WORK REQUEST - Report the count, and only the count, of lines in the records that include the word "async".

Stored data entries -

+ + +

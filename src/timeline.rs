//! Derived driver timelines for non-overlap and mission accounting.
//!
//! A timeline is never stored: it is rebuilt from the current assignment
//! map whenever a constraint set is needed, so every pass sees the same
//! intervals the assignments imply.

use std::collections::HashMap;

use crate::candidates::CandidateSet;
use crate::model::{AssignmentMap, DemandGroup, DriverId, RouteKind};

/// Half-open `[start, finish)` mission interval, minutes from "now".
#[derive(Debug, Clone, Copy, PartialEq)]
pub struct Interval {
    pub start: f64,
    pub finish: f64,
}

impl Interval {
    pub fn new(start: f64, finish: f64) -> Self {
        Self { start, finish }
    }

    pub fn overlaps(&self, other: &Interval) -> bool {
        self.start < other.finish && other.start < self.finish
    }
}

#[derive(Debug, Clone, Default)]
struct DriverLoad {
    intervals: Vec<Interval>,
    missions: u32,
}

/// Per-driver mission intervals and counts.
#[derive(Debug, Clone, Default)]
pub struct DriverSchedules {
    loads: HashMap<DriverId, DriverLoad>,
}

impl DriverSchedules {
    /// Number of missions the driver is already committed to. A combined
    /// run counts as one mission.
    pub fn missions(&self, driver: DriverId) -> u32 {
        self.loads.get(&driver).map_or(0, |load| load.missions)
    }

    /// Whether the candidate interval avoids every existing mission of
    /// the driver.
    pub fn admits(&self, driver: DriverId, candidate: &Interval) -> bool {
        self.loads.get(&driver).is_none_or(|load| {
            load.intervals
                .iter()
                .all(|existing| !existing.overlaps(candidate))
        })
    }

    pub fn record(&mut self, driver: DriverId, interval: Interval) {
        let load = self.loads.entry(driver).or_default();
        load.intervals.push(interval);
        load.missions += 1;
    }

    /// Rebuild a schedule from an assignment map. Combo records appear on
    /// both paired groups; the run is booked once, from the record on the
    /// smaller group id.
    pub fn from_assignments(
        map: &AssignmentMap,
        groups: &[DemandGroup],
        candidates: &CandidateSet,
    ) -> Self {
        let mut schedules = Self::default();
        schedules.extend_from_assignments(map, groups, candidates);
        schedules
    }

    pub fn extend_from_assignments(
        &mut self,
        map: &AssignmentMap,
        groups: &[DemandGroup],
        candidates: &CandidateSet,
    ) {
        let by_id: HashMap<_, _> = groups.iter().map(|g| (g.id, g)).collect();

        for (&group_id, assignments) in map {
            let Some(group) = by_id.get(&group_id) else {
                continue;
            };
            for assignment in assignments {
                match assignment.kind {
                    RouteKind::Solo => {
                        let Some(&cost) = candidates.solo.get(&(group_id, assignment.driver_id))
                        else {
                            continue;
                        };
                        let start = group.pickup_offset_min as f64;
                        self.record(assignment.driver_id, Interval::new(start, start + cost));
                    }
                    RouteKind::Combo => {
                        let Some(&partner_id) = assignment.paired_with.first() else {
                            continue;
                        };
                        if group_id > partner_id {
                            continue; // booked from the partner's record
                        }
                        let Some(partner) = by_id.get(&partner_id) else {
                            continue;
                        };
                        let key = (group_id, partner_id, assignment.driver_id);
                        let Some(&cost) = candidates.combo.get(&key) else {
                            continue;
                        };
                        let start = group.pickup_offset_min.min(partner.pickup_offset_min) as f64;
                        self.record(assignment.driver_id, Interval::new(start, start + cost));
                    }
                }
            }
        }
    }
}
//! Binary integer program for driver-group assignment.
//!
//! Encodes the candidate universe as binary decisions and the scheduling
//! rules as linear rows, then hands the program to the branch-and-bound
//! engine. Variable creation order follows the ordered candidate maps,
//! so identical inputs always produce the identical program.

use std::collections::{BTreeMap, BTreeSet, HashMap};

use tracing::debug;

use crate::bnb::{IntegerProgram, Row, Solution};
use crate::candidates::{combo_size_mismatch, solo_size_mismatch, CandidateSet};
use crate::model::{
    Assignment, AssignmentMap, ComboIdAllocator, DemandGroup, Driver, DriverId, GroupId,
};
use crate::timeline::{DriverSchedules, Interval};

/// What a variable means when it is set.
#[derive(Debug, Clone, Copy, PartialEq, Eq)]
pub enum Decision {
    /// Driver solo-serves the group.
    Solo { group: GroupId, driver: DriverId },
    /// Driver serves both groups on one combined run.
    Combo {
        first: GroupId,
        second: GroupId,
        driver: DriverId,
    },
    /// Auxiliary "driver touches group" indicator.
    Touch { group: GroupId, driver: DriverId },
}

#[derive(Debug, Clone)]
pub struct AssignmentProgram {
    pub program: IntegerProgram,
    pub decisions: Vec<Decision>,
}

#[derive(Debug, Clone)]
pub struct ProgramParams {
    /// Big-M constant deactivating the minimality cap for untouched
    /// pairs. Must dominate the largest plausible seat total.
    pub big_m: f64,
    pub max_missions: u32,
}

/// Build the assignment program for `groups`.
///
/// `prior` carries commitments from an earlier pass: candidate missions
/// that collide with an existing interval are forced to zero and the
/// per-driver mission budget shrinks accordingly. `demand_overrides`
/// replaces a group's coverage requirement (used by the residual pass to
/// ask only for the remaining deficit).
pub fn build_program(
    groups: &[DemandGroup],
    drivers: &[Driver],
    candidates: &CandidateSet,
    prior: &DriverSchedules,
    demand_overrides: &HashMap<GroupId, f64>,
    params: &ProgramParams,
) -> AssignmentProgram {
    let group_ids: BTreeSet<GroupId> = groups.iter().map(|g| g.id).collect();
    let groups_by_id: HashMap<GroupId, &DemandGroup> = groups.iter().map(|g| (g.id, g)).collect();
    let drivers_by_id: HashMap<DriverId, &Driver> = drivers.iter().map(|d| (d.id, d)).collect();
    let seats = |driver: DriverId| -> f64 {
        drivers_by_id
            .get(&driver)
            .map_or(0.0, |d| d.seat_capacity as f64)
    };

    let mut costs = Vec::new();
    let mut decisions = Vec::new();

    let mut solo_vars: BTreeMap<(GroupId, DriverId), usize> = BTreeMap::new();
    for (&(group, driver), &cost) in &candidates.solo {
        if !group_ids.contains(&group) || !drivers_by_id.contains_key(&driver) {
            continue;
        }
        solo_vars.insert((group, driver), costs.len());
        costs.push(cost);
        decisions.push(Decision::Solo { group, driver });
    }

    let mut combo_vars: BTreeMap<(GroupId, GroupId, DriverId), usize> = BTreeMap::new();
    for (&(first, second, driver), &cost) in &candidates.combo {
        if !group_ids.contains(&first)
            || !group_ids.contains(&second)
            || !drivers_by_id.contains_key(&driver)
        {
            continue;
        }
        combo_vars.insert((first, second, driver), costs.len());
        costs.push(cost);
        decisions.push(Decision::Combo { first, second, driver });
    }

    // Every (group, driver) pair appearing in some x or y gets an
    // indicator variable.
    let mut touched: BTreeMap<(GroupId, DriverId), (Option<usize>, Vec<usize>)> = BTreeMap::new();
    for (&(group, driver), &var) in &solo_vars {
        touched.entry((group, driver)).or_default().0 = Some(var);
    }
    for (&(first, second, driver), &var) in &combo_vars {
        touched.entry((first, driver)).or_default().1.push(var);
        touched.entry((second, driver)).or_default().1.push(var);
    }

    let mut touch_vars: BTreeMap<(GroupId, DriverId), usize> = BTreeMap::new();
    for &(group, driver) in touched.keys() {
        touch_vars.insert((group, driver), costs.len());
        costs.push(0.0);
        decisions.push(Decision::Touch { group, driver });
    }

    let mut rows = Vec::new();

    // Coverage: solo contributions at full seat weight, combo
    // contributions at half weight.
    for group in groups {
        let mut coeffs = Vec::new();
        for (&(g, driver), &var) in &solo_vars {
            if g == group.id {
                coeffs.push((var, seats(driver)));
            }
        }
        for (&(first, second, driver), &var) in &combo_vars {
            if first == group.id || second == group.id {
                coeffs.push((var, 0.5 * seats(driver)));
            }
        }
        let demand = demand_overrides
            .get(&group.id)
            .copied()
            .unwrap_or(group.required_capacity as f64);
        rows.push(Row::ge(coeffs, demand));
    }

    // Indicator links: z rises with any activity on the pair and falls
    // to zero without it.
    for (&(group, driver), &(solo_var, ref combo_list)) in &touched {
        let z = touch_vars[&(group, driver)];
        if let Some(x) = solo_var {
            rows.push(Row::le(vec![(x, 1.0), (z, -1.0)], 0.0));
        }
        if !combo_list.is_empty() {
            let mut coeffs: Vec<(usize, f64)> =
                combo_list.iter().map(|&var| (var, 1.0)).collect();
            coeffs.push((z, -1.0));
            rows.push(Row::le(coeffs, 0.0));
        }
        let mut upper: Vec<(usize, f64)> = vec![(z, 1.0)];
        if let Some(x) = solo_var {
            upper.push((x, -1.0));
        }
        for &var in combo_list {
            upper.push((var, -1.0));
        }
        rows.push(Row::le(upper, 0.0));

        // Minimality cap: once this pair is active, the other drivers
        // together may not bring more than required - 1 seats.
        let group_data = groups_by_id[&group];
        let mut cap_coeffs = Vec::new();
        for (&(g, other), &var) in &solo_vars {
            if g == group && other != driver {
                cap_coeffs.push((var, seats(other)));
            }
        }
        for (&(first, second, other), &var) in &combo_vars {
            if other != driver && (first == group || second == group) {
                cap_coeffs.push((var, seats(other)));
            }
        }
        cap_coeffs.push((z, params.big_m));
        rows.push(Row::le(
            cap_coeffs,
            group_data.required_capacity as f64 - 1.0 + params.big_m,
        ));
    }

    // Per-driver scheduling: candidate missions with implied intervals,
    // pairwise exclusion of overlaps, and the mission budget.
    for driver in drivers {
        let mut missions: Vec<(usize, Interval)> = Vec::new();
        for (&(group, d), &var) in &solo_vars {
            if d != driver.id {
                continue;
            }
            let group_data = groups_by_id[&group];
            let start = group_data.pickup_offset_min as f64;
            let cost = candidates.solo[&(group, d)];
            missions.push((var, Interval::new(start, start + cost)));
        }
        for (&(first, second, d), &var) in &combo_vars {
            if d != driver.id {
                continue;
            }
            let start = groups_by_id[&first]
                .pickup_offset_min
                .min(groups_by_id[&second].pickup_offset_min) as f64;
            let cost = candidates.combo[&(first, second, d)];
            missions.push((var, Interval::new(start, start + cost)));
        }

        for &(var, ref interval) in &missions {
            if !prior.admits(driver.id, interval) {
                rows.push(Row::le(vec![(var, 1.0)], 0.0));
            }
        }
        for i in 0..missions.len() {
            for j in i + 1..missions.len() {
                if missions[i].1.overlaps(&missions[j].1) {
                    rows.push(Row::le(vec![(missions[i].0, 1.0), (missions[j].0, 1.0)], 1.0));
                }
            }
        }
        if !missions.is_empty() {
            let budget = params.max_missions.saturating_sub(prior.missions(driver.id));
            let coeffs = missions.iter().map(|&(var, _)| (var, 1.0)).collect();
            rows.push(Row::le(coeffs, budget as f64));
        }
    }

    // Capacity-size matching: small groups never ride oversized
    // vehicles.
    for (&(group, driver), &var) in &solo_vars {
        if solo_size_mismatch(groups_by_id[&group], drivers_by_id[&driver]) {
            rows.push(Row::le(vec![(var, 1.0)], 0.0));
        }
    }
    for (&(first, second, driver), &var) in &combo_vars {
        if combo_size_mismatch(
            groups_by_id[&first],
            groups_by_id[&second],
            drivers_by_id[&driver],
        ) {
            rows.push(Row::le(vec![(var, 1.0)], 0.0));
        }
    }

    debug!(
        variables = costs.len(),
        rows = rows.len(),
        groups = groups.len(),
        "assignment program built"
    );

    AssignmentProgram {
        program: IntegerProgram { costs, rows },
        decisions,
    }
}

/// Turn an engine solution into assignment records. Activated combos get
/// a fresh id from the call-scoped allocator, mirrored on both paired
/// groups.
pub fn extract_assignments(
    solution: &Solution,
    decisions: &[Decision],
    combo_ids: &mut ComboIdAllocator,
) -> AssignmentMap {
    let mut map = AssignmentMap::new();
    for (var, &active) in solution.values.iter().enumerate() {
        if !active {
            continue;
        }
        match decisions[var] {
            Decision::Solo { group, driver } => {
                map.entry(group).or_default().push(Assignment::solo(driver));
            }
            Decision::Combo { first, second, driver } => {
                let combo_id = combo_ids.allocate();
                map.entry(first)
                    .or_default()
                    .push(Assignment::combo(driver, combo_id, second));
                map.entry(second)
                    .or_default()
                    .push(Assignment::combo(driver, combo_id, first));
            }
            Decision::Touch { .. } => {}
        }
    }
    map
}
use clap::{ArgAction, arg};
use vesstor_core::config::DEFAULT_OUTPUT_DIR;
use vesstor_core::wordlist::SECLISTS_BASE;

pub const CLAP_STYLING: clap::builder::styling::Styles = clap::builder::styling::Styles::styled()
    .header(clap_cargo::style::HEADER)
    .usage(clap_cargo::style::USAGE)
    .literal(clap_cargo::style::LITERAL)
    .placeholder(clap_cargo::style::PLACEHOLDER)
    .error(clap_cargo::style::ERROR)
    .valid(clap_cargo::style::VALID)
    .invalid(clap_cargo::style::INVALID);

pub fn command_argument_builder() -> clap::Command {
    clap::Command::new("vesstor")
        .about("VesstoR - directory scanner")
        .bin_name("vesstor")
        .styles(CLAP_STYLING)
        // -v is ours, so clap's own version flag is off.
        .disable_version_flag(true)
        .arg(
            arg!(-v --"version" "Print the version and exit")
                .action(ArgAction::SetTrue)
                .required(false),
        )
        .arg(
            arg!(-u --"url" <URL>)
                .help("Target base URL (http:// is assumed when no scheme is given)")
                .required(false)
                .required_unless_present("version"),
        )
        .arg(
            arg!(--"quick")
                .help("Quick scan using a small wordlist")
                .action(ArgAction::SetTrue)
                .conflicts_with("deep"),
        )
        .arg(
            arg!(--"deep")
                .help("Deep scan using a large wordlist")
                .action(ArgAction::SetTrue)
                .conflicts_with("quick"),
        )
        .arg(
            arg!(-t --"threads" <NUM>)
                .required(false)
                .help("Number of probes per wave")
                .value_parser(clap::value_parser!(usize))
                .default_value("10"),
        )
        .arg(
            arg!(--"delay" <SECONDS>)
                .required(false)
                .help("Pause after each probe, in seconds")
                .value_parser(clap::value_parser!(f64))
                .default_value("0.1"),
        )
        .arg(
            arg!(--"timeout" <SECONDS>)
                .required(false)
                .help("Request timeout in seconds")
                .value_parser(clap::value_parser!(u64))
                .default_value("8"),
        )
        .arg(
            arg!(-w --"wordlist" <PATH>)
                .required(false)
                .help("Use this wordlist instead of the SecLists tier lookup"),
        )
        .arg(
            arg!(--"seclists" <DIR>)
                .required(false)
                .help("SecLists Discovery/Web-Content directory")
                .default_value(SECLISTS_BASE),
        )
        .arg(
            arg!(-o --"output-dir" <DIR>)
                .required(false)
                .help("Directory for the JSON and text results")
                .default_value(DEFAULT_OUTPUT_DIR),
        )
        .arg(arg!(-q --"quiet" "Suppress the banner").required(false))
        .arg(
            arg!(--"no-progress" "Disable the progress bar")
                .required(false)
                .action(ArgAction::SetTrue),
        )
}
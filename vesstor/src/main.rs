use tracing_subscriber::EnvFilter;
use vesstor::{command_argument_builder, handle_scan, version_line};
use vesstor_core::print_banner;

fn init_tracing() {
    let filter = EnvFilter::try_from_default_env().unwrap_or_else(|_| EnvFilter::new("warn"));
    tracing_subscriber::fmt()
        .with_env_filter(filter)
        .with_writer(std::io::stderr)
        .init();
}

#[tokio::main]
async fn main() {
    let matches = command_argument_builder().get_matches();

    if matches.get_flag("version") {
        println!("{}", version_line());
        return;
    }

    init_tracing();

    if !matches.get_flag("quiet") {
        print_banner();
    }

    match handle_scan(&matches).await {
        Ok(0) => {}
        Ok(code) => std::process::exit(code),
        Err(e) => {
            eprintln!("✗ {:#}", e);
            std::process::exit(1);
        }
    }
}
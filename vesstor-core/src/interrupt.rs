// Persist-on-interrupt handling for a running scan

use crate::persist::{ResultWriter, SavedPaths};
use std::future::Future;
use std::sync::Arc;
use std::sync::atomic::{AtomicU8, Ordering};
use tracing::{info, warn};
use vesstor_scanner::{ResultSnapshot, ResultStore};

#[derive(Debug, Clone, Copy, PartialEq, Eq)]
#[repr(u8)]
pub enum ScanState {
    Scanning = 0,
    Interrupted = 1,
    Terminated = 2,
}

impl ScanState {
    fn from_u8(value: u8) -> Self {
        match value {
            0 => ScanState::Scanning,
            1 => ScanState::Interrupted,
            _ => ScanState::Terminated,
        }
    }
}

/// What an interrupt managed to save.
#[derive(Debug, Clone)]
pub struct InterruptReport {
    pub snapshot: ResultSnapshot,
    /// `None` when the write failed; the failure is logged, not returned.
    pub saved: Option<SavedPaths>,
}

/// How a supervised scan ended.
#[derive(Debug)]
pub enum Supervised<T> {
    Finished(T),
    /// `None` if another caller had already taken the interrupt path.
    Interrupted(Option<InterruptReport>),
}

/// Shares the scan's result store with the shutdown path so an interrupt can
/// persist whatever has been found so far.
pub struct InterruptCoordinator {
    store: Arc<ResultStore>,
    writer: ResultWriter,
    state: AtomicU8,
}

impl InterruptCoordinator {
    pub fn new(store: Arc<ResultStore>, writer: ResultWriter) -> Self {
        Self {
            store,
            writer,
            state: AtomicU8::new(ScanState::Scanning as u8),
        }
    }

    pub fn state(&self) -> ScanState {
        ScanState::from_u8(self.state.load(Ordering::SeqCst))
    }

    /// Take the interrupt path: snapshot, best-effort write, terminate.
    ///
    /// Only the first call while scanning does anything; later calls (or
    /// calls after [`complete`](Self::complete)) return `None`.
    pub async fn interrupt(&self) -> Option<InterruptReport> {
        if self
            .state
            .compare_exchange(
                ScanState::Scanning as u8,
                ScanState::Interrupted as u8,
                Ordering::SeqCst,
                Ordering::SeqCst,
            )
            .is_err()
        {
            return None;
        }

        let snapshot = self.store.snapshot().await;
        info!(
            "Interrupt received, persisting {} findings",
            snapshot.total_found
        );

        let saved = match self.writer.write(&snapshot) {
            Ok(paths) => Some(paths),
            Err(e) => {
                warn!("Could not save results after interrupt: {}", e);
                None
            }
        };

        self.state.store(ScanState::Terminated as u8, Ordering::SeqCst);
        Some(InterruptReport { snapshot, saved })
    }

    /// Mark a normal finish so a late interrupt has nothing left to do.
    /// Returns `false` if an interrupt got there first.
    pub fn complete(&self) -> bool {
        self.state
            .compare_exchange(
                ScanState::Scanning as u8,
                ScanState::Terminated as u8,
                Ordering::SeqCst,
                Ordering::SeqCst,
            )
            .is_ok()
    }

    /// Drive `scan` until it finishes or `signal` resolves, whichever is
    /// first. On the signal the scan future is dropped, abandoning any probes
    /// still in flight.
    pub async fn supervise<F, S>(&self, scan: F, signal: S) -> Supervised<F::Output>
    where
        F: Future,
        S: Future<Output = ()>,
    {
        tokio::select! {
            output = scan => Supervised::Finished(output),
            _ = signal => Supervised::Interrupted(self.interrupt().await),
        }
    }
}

+ + +

SOLVED PROBLEM - 3